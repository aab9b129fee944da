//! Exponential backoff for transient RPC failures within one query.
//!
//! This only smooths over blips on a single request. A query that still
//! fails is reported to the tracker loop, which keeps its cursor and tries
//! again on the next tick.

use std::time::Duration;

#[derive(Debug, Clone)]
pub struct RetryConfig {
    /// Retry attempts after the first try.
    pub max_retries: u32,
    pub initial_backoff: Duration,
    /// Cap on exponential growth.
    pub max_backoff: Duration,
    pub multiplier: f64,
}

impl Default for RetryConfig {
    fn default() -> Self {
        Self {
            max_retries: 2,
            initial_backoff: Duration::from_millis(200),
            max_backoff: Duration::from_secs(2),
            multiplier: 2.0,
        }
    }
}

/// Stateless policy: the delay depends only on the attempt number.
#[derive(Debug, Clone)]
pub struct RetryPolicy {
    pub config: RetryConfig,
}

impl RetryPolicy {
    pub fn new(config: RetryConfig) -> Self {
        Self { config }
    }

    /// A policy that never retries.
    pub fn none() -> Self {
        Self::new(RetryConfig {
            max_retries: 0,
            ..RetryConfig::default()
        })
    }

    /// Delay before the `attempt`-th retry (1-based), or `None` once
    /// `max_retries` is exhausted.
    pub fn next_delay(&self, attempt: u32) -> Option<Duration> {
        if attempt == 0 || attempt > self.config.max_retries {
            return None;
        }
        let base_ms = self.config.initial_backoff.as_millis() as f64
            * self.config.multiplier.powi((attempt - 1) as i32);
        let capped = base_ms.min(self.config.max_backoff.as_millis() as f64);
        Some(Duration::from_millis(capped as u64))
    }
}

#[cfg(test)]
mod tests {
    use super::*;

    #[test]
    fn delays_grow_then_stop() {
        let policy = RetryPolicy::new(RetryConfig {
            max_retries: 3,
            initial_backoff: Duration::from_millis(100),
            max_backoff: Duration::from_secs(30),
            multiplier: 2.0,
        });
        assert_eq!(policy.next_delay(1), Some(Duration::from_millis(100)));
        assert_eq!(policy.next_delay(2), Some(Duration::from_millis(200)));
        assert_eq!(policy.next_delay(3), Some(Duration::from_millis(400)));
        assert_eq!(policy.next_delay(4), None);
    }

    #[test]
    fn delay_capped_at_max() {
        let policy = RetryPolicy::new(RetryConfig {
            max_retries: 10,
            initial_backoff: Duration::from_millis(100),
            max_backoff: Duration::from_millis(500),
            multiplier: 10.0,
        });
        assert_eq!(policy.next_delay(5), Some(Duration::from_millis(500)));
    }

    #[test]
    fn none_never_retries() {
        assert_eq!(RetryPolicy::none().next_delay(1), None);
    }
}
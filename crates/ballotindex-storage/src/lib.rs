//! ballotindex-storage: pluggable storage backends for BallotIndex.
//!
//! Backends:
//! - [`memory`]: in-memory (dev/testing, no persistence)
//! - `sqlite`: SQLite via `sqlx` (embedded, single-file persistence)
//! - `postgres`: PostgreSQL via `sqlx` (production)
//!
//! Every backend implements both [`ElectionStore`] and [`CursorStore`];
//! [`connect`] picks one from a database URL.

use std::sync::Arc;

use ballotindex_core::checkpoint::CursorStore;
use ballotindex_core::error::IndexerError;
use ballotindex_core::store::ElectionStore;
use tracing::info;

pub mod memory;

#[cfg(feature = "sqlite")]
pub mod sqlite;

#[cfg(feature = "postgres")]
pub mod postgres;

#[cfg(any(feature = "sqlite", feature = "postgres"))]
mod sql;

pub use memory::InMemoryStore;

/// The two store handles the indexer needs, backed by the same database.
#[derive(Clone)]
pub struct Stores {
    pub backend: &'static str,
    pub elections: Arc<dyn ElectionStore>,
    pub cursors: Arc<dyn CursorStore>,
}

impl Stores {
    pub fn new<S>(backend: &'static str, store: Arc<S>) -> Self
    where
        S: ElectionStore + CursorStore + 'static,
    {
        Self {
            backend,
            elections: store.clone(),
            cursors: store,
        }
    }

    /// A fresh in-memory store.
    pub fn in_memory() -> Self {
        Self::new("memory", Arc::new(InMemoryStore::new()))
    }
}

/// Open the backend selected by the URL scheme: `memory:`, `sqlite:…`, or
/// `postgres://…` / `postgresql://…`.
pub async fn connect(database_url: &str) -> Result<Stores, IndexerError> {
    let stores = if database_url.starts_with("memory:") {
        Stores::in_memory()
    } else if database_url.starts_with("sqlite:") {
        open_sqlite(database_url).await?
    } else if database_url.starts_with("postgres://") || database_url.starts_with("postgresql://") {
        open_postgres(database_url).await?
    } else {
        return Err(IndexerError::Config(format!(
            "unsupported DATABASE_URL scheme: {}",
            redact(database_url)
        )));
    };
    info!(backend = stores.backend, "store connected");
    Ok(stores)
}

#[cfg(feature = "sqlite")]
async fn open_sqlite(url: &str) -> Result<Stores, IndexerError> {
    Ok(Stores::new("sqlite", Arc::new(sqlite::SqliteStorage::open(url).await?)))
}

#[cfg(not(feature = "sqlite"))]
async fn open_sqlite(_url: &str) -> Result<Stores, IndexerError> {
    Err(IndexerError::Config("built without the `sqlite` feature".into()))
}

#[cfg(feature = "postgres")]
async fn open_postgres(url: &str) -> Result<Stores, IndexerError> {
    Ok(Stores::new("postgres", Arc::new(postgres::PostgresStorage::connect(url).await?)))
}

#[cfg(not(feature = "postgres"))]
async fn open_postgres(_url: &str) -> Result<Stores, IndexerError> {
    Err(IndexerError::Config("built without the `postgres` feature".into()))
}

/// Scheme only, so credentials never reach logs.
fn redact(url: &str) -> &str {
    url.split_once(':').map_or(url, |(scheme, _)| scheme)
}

-------

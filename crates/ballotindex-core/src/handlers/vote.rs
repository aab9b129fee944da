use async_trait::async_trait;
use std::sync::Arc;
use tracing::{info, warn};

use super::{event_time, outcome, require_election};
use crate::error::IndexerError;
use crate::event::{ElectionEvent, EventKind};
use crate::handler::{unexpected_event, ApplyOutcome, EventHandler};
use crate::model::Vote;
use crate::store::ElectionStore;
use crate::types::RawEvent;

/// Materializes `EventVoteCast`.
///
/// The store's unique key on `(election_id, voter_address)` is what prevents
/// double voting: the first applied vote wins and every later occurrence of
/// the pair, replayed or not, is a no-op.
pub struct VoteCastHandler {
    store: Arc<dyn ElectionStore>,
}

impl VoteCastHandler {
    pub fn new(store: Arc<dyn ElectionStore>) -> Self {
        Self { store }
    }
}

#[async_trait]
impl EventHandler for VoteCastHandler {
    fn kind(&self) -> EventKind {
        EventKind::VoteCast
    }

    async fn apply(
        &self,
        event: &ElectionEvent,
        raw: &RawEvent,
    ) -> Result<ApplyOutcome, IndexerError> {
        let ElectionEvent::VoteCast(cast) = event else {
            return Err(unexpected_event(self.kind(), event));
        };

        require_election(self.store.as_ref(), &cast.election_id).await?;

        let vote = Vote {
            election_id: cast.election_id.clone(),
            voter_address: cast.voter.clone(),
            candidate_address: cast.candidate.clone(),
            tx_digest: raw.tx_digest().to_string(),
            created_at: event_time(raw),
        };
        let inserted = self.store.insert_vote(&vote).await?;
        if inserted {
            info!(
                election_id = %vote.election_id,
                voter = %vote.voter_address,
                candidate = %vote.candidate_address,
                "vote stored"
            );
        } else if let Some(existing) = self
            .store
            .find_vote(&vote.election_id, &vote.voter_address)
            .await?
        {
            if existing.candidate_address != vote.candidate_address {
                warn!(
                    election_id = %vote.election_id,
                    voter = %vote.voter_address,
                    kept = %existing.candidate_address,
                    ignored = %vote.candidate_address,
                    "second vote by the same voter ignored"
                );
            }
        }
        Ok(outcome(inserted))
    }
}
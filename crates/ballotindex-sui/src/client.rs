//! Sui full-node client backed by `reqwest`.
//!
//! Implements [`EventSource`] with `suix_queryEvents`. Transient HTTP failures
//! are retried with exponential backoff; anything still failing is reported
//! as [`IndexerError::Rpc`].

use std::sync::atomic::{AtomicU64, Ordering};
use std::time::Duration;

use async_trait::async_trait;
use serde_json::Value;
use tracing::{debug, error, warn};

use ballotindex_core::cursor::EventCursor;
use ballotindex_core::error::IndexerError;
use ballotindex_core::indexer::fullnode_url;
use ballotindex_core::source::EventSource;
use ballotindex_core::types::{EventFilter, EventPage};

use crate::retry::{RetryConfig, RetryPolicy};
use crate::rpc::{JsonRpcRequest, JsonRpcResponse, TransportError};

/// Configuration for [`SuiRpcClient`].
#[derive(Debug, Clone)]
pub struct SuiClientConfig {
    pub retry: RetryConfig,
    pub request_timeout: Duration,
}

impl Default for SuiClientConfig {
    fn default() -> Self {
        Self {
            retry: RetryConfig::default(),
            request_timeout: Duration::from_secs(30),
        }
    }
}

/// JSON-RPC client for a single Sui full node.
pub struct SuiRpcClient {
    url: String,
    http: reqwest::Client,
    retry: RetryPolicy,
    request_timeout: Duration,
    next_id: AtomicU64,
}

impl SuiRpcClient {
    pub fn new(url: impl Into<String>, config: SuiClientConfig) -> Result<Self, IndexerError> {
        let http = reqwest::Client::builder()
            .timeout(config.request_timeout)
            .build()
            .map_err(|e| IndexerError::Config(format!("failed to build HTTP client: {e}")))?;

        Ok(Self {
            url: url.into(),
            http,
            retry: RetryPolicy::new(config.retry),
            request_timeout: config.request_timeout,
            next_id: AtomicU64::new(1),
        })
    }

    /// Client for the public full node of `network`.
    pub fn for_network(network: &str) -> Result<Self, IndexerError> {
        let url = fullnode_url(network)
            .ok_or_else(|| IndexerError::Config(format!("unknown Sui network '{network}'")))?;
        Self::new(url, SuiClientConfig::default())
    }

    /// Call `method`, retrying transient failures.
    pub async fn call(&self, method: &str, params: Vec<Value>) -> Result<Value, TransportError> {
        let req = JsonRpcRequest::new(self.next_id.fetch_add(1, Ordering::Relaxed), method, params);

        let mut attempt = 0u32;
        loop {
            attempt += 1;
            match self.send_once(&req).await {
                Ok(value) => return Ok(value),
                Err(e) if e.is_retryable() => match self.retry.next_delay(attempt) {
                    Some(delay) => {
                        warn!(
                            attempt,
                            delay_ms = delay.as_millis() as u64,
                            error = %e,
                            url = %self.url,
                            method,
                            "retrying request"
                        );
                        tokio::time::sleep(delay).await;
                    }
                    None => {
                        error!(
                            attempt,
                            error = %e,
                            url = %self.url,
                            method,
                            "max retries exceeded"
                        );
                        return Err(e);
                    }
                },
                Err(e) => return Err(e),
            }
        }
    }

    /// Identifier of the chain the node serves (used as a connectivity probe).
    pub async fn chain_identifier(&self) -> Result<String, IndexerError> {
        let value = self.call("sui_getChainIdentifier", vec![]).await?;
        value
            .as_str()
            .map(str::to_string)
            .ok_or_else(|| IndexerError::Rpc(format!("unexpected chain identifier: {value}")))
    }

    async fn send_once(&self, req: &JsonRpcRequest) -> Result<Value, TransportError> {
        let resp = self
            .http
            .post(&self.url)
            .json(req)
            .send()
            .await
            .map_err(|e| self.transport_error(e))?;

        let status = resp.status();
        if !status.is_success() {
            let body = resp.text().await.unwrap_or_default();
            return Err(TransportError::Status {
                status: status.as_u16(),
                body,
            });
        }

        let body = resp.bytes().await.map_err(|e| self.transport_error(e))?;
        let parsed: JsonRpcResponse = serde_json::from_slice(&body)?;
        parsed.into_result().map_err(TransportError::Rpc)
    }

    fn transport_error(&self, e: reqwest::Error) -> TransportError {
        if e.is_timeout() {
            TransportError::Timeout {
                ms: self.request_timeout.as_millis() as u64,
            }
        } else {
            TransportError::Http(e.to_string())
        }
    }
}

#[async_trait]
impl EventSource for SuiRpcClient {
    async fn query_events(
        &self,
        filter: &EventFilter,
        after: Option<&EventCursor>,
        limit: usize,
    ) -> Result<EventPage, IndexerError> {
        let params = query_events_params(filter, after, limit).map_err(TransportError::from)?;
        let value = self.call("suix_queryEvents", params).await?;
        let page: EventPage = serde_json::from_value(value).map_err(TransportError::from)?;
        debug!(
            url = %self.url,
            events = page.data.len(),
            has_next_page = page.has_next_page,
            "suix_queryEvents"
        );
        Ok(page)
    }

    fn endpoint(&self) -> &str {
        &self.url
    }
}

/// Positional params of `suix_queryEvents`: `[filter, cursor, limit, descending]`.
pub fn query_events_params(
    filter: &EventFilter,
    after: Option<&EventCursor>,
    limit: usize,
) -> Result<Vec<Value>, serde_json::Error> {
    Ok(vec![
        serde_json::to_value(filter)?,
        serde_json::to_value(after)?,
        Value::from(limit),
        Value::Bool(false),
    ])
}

-------

**WHAT IS EXPECTED**
Look over the records. Copy the lines that include the word "RawEvent".

**YOUR SOLUTION**
use crate::types::RawEvent;
        raw: &RawEvent,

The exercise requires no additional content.